A few last “wildcard” options we heard that sound fun — the old Faulk Central Library building, the former Texas Lottery Commission headquarters, and the gorgeous New Deal structures at 124 West Eighth Street and 200 West Eighth Street, arguably underused by the city and county respectively for administrative functions at present.
Finally, just out of curiosity we asked our readers whether a downtown H-E-B would change their lives. Here’s what we got — and we know it would change ours:
“Yes. Despite working from home, my office is downtown and having an HEB would just be more convenient in general.
“Yes! Makes urban living far more practical.”
“Not at the moment but if I was still working downtown it would be nice to walk in to pick up my lunches and bring it right back up to the office without needing to stock up on Sunday night and bring them in from home.”
“Affordable groceries all in one place within a mile of where I live would save a lot of time.”
“Yes! I would have everything I need downtown without having to drive outside of it on a regular basis. I might be able to get rid of my car!”
“Yes. It would nice to be able to buy groceries downtown without having to take out a loan.”
“As someone who works and lives downtown and does not have a car, this would change my world. I could pick up items during breaks at work or from my home depending on location.”
“Yes. We live in East Austin and hoped a grocery would go at 12th and I35. There is still nothing walkable to us despite our proximity to downtown and our supposedly “walkable” neighborhood.”
“Previously yes, but after COVID-19 not so much. My office already has plans to move locations away from downtown to a different office, but also to continue primarily telework situation. I don’t see myself going to a downtown grocery story unless it has something to draw me in further like a great pub/music thing going on with great views.”

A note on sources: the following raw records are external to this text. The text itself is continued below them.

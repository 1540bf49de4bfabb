//! Shared utilities for integration tests.

use std::net::SocketAddr;
use std::sync::Arc;
use std::time::Duration;

use gym_gateway::config::{DatabaseConfig, GatewayConfig};
use gym_gateway::{ApiRoutes, DatabaseConnector, GatewayServer, Shutdown};
use tokio::net::TcpListener;

/// Config for a local gateway whose database is never reached.
pub fn test_config() -> GatewayConfig {
    let mut config = GatewayConfig::default();
    config.listener.host = "127.0.0.1".into();
    config.listener.port = 0;
    config.database = DatabaseConfig {
        uri: "mongodb://127.0.0.1:9/gym".into(),
        server_selection_timeout_ms: 300,
        ..DatabaseConfig::default()
    };
    config.auth.jwt_secret = "test-secret".into();
    config
}

/// A gateway serving on an ephemeral port until `shutdown` is triggered.
pub struct RunningGateway {
    pub addr: SocketAddr,
    pub shutdown: Shutdown,
}

impl RunningGateway {
    pub fn url(&self, path: &str) -> String {
        format!("http://{}{}", self.addr, path)
    }
}

/// Bind an ephemeral port and serve the gateway without connecting to the
/// database.
pub async fn start_gateway(config: GatewayConfig, routes: ApiRoutes) -> RunningGateway {
    let database = Arc::new(DatabaseConnector::new(
        config.database.clone(),
        config.is_development(),
    ));
    let server = GatewayServer::new(Arc::new(config), database, routes);
    let listener = TcpListener::bind("127.0.0.1:0").await.unwrap();
    let addr = listener.local_addr().unwrap();

    let shutdown = Shutdown::new();
    let server_shutdown = shutdown.subscribe();
    tokio::spawn(async move {
        let _ = server.run(listener, server_shutdown).await;
    });
    tokio::time::sleep(Duration::from_millis(50)).await;

    RunningGateway { addr, shutdown }
}

/// Client without pooling or proxies so tests do not interfere.
pub fn client() -> reqwest::Client {
    reqwest::Client::builder()
        .pool_max_idle_per_host(0)
        .no_proxy()
        .build()
        .unwrap()
}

“Yes, it would make it easier to for many Austinites to car-free. I do not live downtown, but I imagine many downtown residents own cars simply so they can go shopping at H-E-B/big box stores, which are all located outside of the core.”
“It would be huge for me – I don’t do shopping at Whole Foods (price/selection) or Trade Joe’s (selection) for just basic grocery shopping, but not having a car makes the East 7th HEB more trouble than you’d think.”
“Absolutely. Living downtown, you can’t go fully car free without a grocery like HEB. We still get in the car to go to Congress or the east side for groceries.”
“I don’t live downtown, but I work downtown. I’d love to pick up stuff after work!”
“YES! Trader Joe’s simply doesn’t cut it. And even if I wanted to blow my paycheck at Whole Foods, I don’t want to support amazon. 🙂 It takes so long to get to an HEB from downtown.”
“Absolutely. We shop at TJ’s a lot of the time but have to go to HEB for real food now and again and it’s one of the few reasons left to keep a car.”
“Totally. Currently we drive to any of four depending on what’s in stock…Riverside, South Congress, 43rd St, or Mueller. None is convenient. Royal Blues are convenient, but horribly stocked and priced – they are the equivalent of an upscale 7-11.”